# TASK DIRECTIONS:
Filter the entries for the word "ServerConfig". Copy each line that has it.

+++ DATA SECTION

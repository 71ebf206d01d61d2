//! Server construction and middleware wiring.

mod config;
mod state_builders;

pub use config::ServerConfig;
pub use state_builders::build_http_state;

use actix_session::{
    SessionMiddleware,
    config::{CookieContentSecurity, PersistentSession},
    storage::CookieSessionStore,
};
use actix_web::cookie::{Key, SameSite};
use actix_web::dev::{Server, ServiceFactory, ServiceRequest, ServiceResponse};
use actix_web::{App, HttpServer, web};
use tracing::info;

use yelp::Trace;
#[cfg(debug_assertions)]
use yelp::doc::ApiDoc;
use yelp::inbound::http::error::unknown_route;
use yelp::inbound::http::health::HealthState;
use yelp::inbound::http::routes;
use yelp::inbound::http::state::HttpState;
#[cfg(debug_assertions)]
use utoipa::OpenApi;
#[cfg(debug_assertions)]
use utoipa_swagger_ui::SwaggerUi;

#[derive(Clone)]
struct AppDependencies {
    health_state: web::Data<HealthState>,
    http_state: web::Data<HttpState>,
    key: Key,
    cookie_secure: bool,
    same_site: SameSite,
}

fn build_app(
    deps: AppDependencies,
) -> App<
    impl ServiceFactory<
        ServiceRequest,
        Config = (),
        Response = ServiceResponse,
        Error = actix_web::Error,
        InitError = (),
    >,
> {
    let AppDependencies {
        health_state,
        http_state,
        key,
        cookie_secure,
        same_site,
    } = deps;

    let session = SessionMiddleware::builder(CookieSessionStore::default(), key)
        .cookie_name("session".into())
        .cookie_path("/".into())
        .cookie_secure(cookie_secure)
        .cookie_http_only(true)
        .cookie_content_security(CookieContentSecurity::Private)
        .cookie_same_site(same_site)
        .session_lifecycle(
            PersistentSession::default().session_ttl(actix_web::cookie::time::Duration::hours(2)),
        )
        .build();

    // Outermost: session failures still carry a trace id.
    let app = App::new()
        .app_data(health_state)
        .app_data(http_state)
        .wrap(session)
        .wrap(Trace)
        .configure(routes::configure);

    #[cfg(debug_assertions)]
    let app = app.service(SwaggerUi::new("/docs").url("/api-docs/openapi.json", ApiDoc::openapi()));

    app.default_service(web::to(unknown_route))
}

/// Construct an Actix HTTP server over prepared handler state.
///
/// # Parameters
/// - `health_state`: shared readiness state, marked ready once the listener
///   is bound.
/// - `http_state`: handler ports, usually from [`build_http_state`].
/// - `config`: session and binding settings.
///
/// # Errors
/// Propagates [`std::io::Error`] when binding the socket fails.
pub fn create_server(
    health_state: web::Data<HealthState>,
    http_state: HttpState,
    config: ServerConfig,
) -> std::io::Result<Server> {
    let server_health_state = health_state.clone();
    let http_state = web::Data::new(http_state);
    let ServerConfig {
        key,
        cookie_secure,
        same_site,
        bind_addr,
        db_pool: _,
    } = config;

    let server = HttpServer::new(move || {
        build_app(AppDependencies {
            health_state: server_health_state.clone(),
            http_state: http_state.clone(),
            key: key.clone(),
            cookie_secure,
            same_site,
        })
    })
    .bind(bind_addr)?
    .run();

    info!(%bind_addr, "listening");
    health_state.mark_ready();
    Ok(server)
}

++++++

# RESPONSE BOX:
pub use config::ServerConfig;
    config: ServerConfig,
    let ServerConfig {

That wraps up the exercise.